Through this ongoing project, I am transforming my original undergraduate notes into a living knowledge resource that bridges classical engineering principles with the capabilities of AI, machine learning, and Digital Twins. The following aspects define this process:

• Comparative Knowledge Maturity: I systematically compare my past academic notes with my current research-informed understanding, reflecting on how traditional engineering methods can evolve with advancements such as physics-informed machine learning and real-time data-driven modelling.
• Integration of Machine Learning and Physics-Informed Techniques: I reframe key engineering concepts by embedding modern computational perspectives. For example, classical structural analysis methods are augmented by exploring how Physics-Informed Neural Networks (PINNs) and Dynamic Diffusion Models can enhance real-time structural health monitoring within Digital Twins.
• Application Mapping to Self-Generating Digital Twins: I actively explore how each engineering discipline contributes to the development of autonomous, self-updating Digital Twins. This includes identifying how machine learning algorithms, generative AI, and IoT data streams can complement traditional engineering models to create predictive, resilient, and self-generating infrastructure systems.

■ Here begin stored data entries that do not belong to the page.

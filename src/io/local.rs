use super::ReadAt;
use anyhow::{Context, Result};
use async_trait::async_trait;
use std::path::Path;

/// Local file reader with random access support
pub struct LocalFileReader {
    file: std::fs::File,
    size: u64,
}

impl LocalFileReader {
    pub fn new(path: &Path) -> Result<Self> {
        let file = std::fs::File::open(path)
            .with_context(|| format!("cannot open {}", path.display()))?;
        let size = file.metadata()?.len();
        Ok(Self { file, size })
    }
}

#[async_trait]
impl ReadAt for LocalFileReader {
    async fn read_at(&self, offset: u64, buf: &mut [u8]) -> Result<usize> {
        if offset >= self.size {
            return Ok(0);
        }

        #[cfg(unix)]
        {
            use std::os::unix::fs::FileExt;
            Ok(self.file.read_at(buf, offset)?)
        }

        #[cfg(windows)]
        {
            // seek_read moves the cursor, but every read here is positional
            use std::os::windows::fs::FileExt;
            Ok(self.file.seek_read(buf, offset)?)
        }

        #[cfg(not(any(unix, windows)))]
        {
            use std::io::{Read, Seek, SeekFrom};
            let mut file = &self.file;
            file.seek(SeekFrom::Start(offset))?;
            Ok(file.read(buf)?)
        }
    }

    fn size(&self) -> u64 {
        self.size
    }
}
//! IBM code page 437, the default encoding for names without the UTF-8 flag.

const HIGH_HALF: [char; 128] = [
    'Ç', 'ü', 'é', 'â', 'ä', 'à', 'å', 'ç', 'ê', 'ë', 'è', 'ï', 'î', 'ì', 'Ä', 'Å', //
    'É', 'æ', 'Æ', 'ô', 'ö', 'ò', 'û', 'ù', 'ÿ', 'Ö', 'Ü', '¢', '£', '¥', '₧', 'ƒ', //
    'á', 'í', 'ó', 'ú', 'ñ', 'Ñ', 'ª', 'º', '¿', '⌐', '¬', '½', '¼', '¡', '«', '»', //
    '░', '▒', '▓', '│', '┤', '╡', '╢', '╖', '╕', '╣', '║', '╗', '╝', '╜', '╛', '┐', //
    '└', '┴', '┬', '├', '─', '┼', '╞', '╟', '╚', '╔', '╩', '╦', '╠', '═', '╬', '╧', //
    '╨', '╤', '╥', '╙', '╘', '╒', '╓', '╫', '╪', '┘', '┌', '█', '▄', '▌', '▐', '▀', //
    'α', 'ß', 'Γ', 'π', 'Σ', 'σ', 'µ', 'τ', 'Φ', 'Θ', 'Ω', 'δ', '∞', 'φ', 'ε', '∩', //
    '≡', '±', '≥', '≤', '⌠', '⌡', '÷', '≈', '°', '∙', '·', '√', 'ⁿ', '²', '■', '\u{a0}',
];

pub fn decode(bytes: &[u8]) -> String {
    bytes
        .iter()
        .map(|&b| {
            if b < 0x80 {
                b as char
            } else {
                HIGH_HALF[(b - 0x80) as usize]
            }
        })
        .collect()
}

/// Decode a name or comment according to the UTF-8 flag.
pub fn decode_text(bytes: &[u8], utf8: bool) -> String {
    if utf8 {
        String::from_utf8_lossy(bytes).into_owned()
    } else {
        decode(bytes)
    }
}
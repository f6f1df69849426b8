//! Traditional PKWARE stream cipher ("ZipCrypto").

use crate::error::ZipError;

/// Length of the encryption header preceding encrypted entry data.
pub const ENCRYPTION_HEADER_LEN: usize = 12;

const INITIAL_KEYS: [u32; 3] = [0x1234_5678, 0x2345_6789, 0x3456_7890];

/// CRC-32 lookup table (polynomial 0xEDB88320).
const CRC32_TABLE: [u32; 256] = {
    let mut table = [0u32; 256];
    let mut i = 0u32;
    while i < 256 {
        let mut crc = i;
        let mut j = 0;
        while j < 8 {
            if crc & 1 != 0 {
                crc = (crc >> 1) ^ 0xEDB8_8320;
            } else {
                crc >>= 1;
            }
            j += 1;
        }
        table[i as usize] = crc;
        i += 1;
    }
    table
};

/// One byte of the bare CRC-32 register update. The key schedule keeps the
/// register between bytes, so there is none of the initial and final
/// inversion `crc32fast::hash` applies.
fn crc32_step(crc: u32, b: u8) -> u32 {
    CRC32_TABLE[((crc ^ b as u32) & 0xff) as usize] ^ (crc >> 8)
}

#[derive(Debug, Clone)]
pub struct StreamCipher {
    keys: [u32; 3],
}

impl Default for StreamCipher {
    fn default() -> Self {
        Self { keys: INITIAL_KEYS }
    }
}

impl StreamCipher {
    pub fn new() -> Self {
        Self::default()
    }

    /// Keys primed with every byte of `password`.
    pub fn with_password(password: &[u8]) -> Self {
        let mut cipher = Self::new();
        for &b in password {
            cipher.update(b);
        }
        cipher
    }

    pub fn update(&mut self, b: u8) {
        self.keys[0] = crc32_step(self.keys[0], b);
        self.keys[1] = self.keys[1]
            .wrapping_add(self.keys[0] & 0xff)
            .wrapping_mul(134_775_813)
            .wrapping_add(1);
        self.keys[2] = crc32_step(self.keys[2], (self.keys[1] >> 24) as u8);
    }

    fn keystream_byte(&self) -> u8 {
        let temp = (self.keys[2] | 2) as u16;
        (temp.wrapping_mul(temp ^ 1) >> 8) as u8
    }

    pub fn decrypt_byte(&mut self, b: u8) -> u8 {
        let plain = b ^ self.keystream_byte();
        self.update(plain);
        plain
    }

    pub fn encrypt_byte(&mut self, plain: u8) -> u8 {
        let cipher = plain ^ self.keystream_byte();
        self.update(plain);
        cipher
    }

    pub fn decrypt(&mut self, data: &mut [u8]) {
        for b in data.iter_mut() {
            *b = self.decrypt_byte(*b);
        }
    }

    /// Decrypt the 12-byte encryption header and compare its last byte with
    /// `check`.
    pub fn verify_header(&mut self, header: &[u8], check: u8) -> Result<(), ZipError> {
        let mut last = 0;
        for &b in header.iter().take(ENCRYPTION_HEADER_LEN) {
            last = self.decrypt_byte(b);
        }
        if last != check {
            return Err(ZipError::BadPassword);
        }
        Ok(())
    }
}

/// The password check byte: high byte of the DOS time when sizes live in a
/// data descriptor, high byte of the CRC otherwise.
pub fn check_byte(flags: u16, crc32: u32, last_mod_time: u16) -> u8 {
    if flags & super::structures::FLAG_DATA_DESCRIPTOR != 0 {
        (last_mod_time >> 8) as u8
    } else {
        (crc32 >> 24) as u8
    }
}
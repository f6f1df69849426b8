//! Error kinds raised while reading archives.
//!
//! Operations return [`anyhow::Result`]; the kinds below travel inside the
//! `anyhow::Error` and can be recovered with `downcast_ref::<ZipError>()`.

use thiserror::Error;

#[derive(Debug, Error)]
pub enum ZipError {
    /// No End of Central Directory record in the scanned tail.
    #[error("end of central directory signature not found")]
    SignatureNotFound,

    #[error("invalid {record} signature: expected {expected:#010x}, found {found:#010x}")]
    Zip64SignatureMismatch {
        record: &'static str,
        expected: u32,
        found: u32,
    },

    #[error("invalid {record} signature: {found:#010x}")]
    InvalidSignature { record: &'static str, found: u32 },

    #[error("entry is encrypted and no password was given")]
    MissingPassword,

    #[error("bad password")]
    BadPassword,

    /// The byte source ended before the requested bytes arrived.
    #[error("unexpected end of data: wanted {wanted} bytes, {available} available")]
    UnexpectedEnd { wanted: usize, available: usize },

    /// An offset plus the CRX prefix no longer fits in 64 bits.
    #[error("{record} offset overflows")]
    OffsetOverflow { record: &'static str },

    #[error("decompression failed: {0}")]
    Decompress(String),

    #[error("unsupported compression method: {0}")]
    UnsupportedCompression(u16),

    #[error("local header still larger than read window after {attempts} attempts")]
    RetryLimit { attempts: u32 },

    #[error("extraction requires a destination path")]
    PathMissing,

    #[error("entry path escapes the destination: {0}")]
    UnsafePath(String),
}

impl ZipError {
    /// Look for a `ZipError` anywhere in an `anyhow` error chain.
    pub fn find(err: &anyhow::Error) -> Option<&ZipError> {
        err.chain().find_map(|e| e.downcast_ref::<ZipError>())
    }
}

• Comparing Past and Present Understanding: I compare the notes I took during my initial studies with the new notes I am currently compiling. This process enables me to assess how my understanding of complex engineering principles has matured. My focus is on how traditional methods can be re-evaluated in light of modern advancements in computational techniques, particularly machine learning.
• Rewriting Notes with Machine Learning Perspectives: As I write my notes, I incorporate new insights gained from my research in machine learning and DTs. This process highlights the potential of machine learning in improving the accuracy and efficiency of engineering models. For example, traditional methods of structural analysis can now be enhanced using physics-informed neural networks (PINNs).
• Linking Engineering Concepts to Machine Learning Applications: I identify parallels between traditional engineering models and machine learning algorithms. For instance, fluid dynamics, which traditionally relies on physical simulations, can be compared to machine learning approaches that simulate and predict flow behaviour in real-time. My revisited notes now reflect these connections, enhancing my understanding of how machine learning can be applied to physical systems.
• Continuous Learning and Reflective Practice: The ongoing nature of this project reflects my commitment to continuous learning. Revisiting my previous courses allows me to update my knowledge and reflect on how new technologies and machine learning can offer solutions to longstanding civil engineering challenges. This exercise also serves to sharpen my skills in translating domain-specific knowledge into data-driven frameworks.

I consider this project an essential part of my ongoing professional development. Combining the original notes with new insights from my work on DTs and machine learning has allowed me to develop a deeper understanding of both civil engineering and the computational techniques that are revolutionising the field.